Apolo dejaba con frecuencia la sagrada Delfos para ir a so­lazarse, en compañía de su favorito, en las orillas del Eurotas, junto a la abierta ciudad de Esparta. Entregado a alegres jue­gos, olvidábase de la lira y el arco, y no desdeñaba lanzarse a cazar con Jacinto por las abruptas alturas del Taigeto. Un día, a la hora meridiana, cuando el sol enviaba verticalmente sus abrasadores rayos, se untaron el cuerpo con aceite y se entrega­ron al ejercicio del lanzamiento del disco. Apolo fue el primero en levantar el pesado redondel; lo balanceó con el brazo y lo arrojó al aire con tanta fuerza que desgarró una nube del cielo. Transcurrió largo rato antes de que el redondo metal cayera de nuevo al suelo. Ansioso de imitar al divino maestro, el mu­chacho se precipitó a recoger el disco antes de que terminara su caída; y el disco, rebotando de un fondo de rocas, fue a dar en el rostro del mozo. Tan pálido como el herido, acudió Apolo a toda prisa y levantó en brazos a la víctima ya insensible. Trató de reanimar los miembros inertes, de restañar la sangre que ma­naba de la terrible herida, de aplicar hierbas salutíferas que re­tuviesen el alma que se escapaba, pero todo en vano. Como la delicada flor que. quebrada, deja caer de pronto la marchita corola, así también la cabeza del pobre niño, desfallecida y lán­guida, se inclinó sobre el pecho del dios. Llamábale éste con los nombres más tiernos y regaba de amargas lágrimas su rostro. ¡Ay!, ¡ojalá le fuera permitido abandonar con él la vida! Al fin exclamó:

—No. dulce niño, no morirás del todo, mi música te cantará y, convertido en flor, pregonarás mi dolor a los vientos.

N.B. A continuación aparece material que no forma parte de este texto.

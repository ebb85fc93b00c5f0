use super::result::QueryResult;
use super::value::{DataType, Param, Value};
use super::{Dialect, Store};
use crate::error::{DashboardError, Result};
use chrono::{DateTime, NaiveDate, NaiveDateTime, Utc};
use rust_decimal::prelude::ToPrimitive;
use rust_decimal::Decimal;
use tokio_postgres::types::{ToSql, Type};
use tokio_postgres::{Client, NoTls, Row};
use tracing::{debug, error};

pub struct PostgresStore {
    client: Client,
}

impl PostgresStore {
    pub async fn connect(url: &str) -> Result<Self> {
        let (client, connection) = tokio_postgres::connect(url, NoTls)
            .await
            .map_err(|e| DashboardError::Connection(engine_message(&e)))?;

        tokio::spawn(async move {
            if let Err(e) = connection.await {
                error!(error = %e, "Postgres connection closed with error");
            }
        });

        Ok(Self { client })
    }

    fn bind(params: &[Param]) -> Vec<Box<dyn ToSql + Sync + Send>> {
        params
            .iter()
            .map(|p| -> Box<dyn ToSql + Sync + Send> {
                match p {
                    Param::Int(i) => Box::new(*i),
                    Param::Float(f) => Box::new(*f),
                    Param::Text(s) => Box::new(s.clone()),
                    Param::Date(d) => Box::new(*d),
                }
            })
            .collect()
    }
}

#[async_trait::async_trait]
impl Store for PostgresStore {
    async fn query(&self, sql: &str, params: &[Param]) -> Result<QueryResult> {
        let statement = self
            .client
            .prepare(sql)
            .await
            .map_err(|e| DashboardError::QueryFailed(engine_message(&e)))?;

        let bound = Self::bind(params);
        let refs: Vec<&(dyn ToSql + Sync)> = bound
            .iter()
            .map(|b| b.as_ref() as &(dyn ToSql + Sync))
            .collect();

        let rows = self
            .client
            .query(&statement, &refs)
            .await
            .map_err(|e| DashboardError::QueryFailed(engine_message(&e)))?;

        let header: Vec<(String, DataType)> = statement
            .columns()
            .iter()
            .map(|c| (c.name().to_string(), data_type_for(c.type_())))
            .collect();

        let mut data = Vec::with_capacity(rows.len());
        for row in &rows {
            let mut cells = Vec::with_capacity(header.len());
            for (idx, column) in statement.columns().iter().enumerate() {
                let value = decode(row, idx, column.type_())
                    .map_err(|e| DashboardError::QueryFailed(engine_message(&e)))?;
                cells.push(value);
            }
            data.push(cells);
        }

        Ok(QueryResult::from_rows(header, data))
    }

    fn dialect(&self) -> Dialect {
        Dialect::Postgres
    }
}

fn engine_message(e: &tokio_postgres::Error) -> String {
    match e.as_db_error() {
        Some(db) => format!("{}: {}", db.severity(), db.message()),
        None => e.to_string(),
    }
}

fn data_type_for(ty: &Type) -> DataType {
    match ty.name() {
        "bool" => DataType::Boolean,
        "int2" | "int4" | "int8" | "oid" => DataType::Integer,
        "float4" | "float8" | "numeric" => DataType::Float,
        "text" | "varchar" | "bpchar" | "name" => DataType::Text,
        "date" => DataType::Date,
        "timestamp" | "timestamptz" => DataType::Timestamp,
        _ => DataType::Unknown,
    }
}

fn decode(row: &Row, idx: usize, ty: &Type) -> std::result::Result<Value, tokio_postgres::Error> {
    let value = match ty.name() {
        "bool" => row.try_get::<_, Option<bool>>(idx)?.map(Value::Bool),
        "int2" => row.try_get::<_, Option<i16>>(idx)?.map(|v| Value::Int(v.into())),
        "int4" => row.try_get::<_, Option<i32>>(idx)?.map(|v| Value::Int(v.into())),
        "int8" => row.try_get::<_, Option<i64>>(idx)?.map(Value::Int),
        "oid" => row.try_get::<_, Option<u32>>(idx)?.map(|v| Value::Int(v.into())),
        "float4" => row.try_get::<_, Option<f32>>(idx)?.map(|v| Value::Float(v.into())),
        "float8" => row.try_get::<_, Option<f64>>(idx)?.map(Value::Float),
        "numeric" => row.try_get::<_, Option<Decimal>>(idx)?.map(numeric_value),
        "text" | "varchar" | "bpchar" | "name" => {
            row.try_get::<_, Option<String>>(idx)?.map(Value::Text)
        }
        "date" => row.try_get::<_, Option<NaiveDate>>(idx)?.map(Value::Date),
        "timestamp" => row
            .try_get::<_, Option<NaiveDateTime>>(idx)?
            .map(Value::Timestamp),
        "timestamptz" => row
            .try_get::<_, Option<DateTime<Utc>>>(idx)?
            .map(|v| Value::Timestamp(v.naive_utc())),
        other => {
            debug!(column = idx, pg_type = other, "Unsupported column type, showing NULL");
            None
        }
    };
    Ok(value.unwrap_or(Value::Null))
}

fn numeric_value(d: Decimal) -> Value {
    d.to_f64().map(Value::Float).unwrap_or(Value::Null)
}
use crate::error::{DashboardError, Result};
use std::fmt;
use std::str::FromStr;

#[derive(Debug, Clone, Copy, PartialEq, Eq, Hash)]
pub enum Page {
    Overview,
    Providers,
    Receivers,
    FoodListings,
    Claims,
    Analytics,
    Query,
}

impl Page {
    pub const ALL: [Page; 7] = [
        Page::Overview,
        Page::Providers,
        Page::Receivers,
        Page::FoodListings,
        Page::Claims,
        Page::Analytics,
        Page::Query,
    ];

    pub fn title(self) -> &'static str {
        match self {
            Page::Overview => "Overview",
            Page::Providers => "Providers",
            Page::Receivers => "Receivers",
            Page::FoodListings => "Food Listings",
            Page::Claims => "Claims",
            Page::Analytics => "Analytics",
            Page::Query => "Query",
        }
    }

    pub fn slug(self) -> &'static str {
        match self {
            Page::Overview => "overview",
            Page::Providers => "providers",
            Page::Receivers => "receivers",
            Page::FoodListings => "food-listings",
            Page::Claims => "claims",
            Page::Analytics => "analytics",
            Page::Query => "query",
        }
    }
}

impl fmt::Display for Page {
    fn fmt(&self, f: &mut fmt::Formatter<'_>) -> fmt::Result {
        write!(f, "{}", self.title())
    }
}

impl FromStr for Page {
    type Err = DashboardError;

    fn from_str(s: &str) -> Result<Self> {
        let wanted: String = s
            .chars()
            .filter(|c| c.is_ascii_alphanumeric())
            .map(|c| c.to_ascii_lowercase())
            .collect();
        Page::ALL
            .into_iter()
            .find(|p| {
                let slug: String = p.slug().chars().filter(|c| *c != '-').collect();
                slug == wanted || (wanted == "listings" && *p == Page::FoodListings)
            })
            .ok_or_else(|| {
                let names: Vec<&str> = Page::ALL.iter().map(|p| p.slug()).collect();
                DashboardError::Config(format!(
                    "Unknown page '{}'. Choose one of: {}",
                    s,
                    names.join(", ")
                ))
            })
    }
}

#[cfg(test)]
mod tests {
    use super::*;

    #[test]
    fn test_parse_page_names() {
        assert_eq!("overview".parse::<Page>().unwrap(), Page::Overview);
        assert_eq!("Food Listings".parse::<Page>().unwrap(), Page::FoodListings);
        assert_eq!("food_listings".parse::<Page>().unwrap(), Page::FoodListings);
        assert_eq!("listings".parse::<Page>().unwrap(), Page::FoodListings);
        assert_eq!("QUERY".parse::<Page>().unwrap(), Page::Query);
        assert!("settings".parse::<Page>().is_err());
    }
}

Así dijo Apolo; del torrente de sangre que teñía de rojo la hierba, brotó una flor de sombrío brillo como la púrpura de Tiro; de un tallo salieron numerosas flores en forma de lirio y cada una llevaba grabado en sus hojuelas, con escritura bien visible, el suspiro del dios, «¡ai, ai!». Por eso ahora viene con la primavera la flor que lleva el nombre del favorito de los dio­ses y, como aquél, muere pronto, símbolo de la caducidad de todo lo bello sobre la Tierra. Pero en Laconia se celebraba todos los años, a la entrada del verano, un gran festival en honor de Jacinto y de su divino amigo, las Jacintias, en el cual se reme­moraba melancólicamente la prematura muerte del muchacho, y a la vez se celebraba su divinización.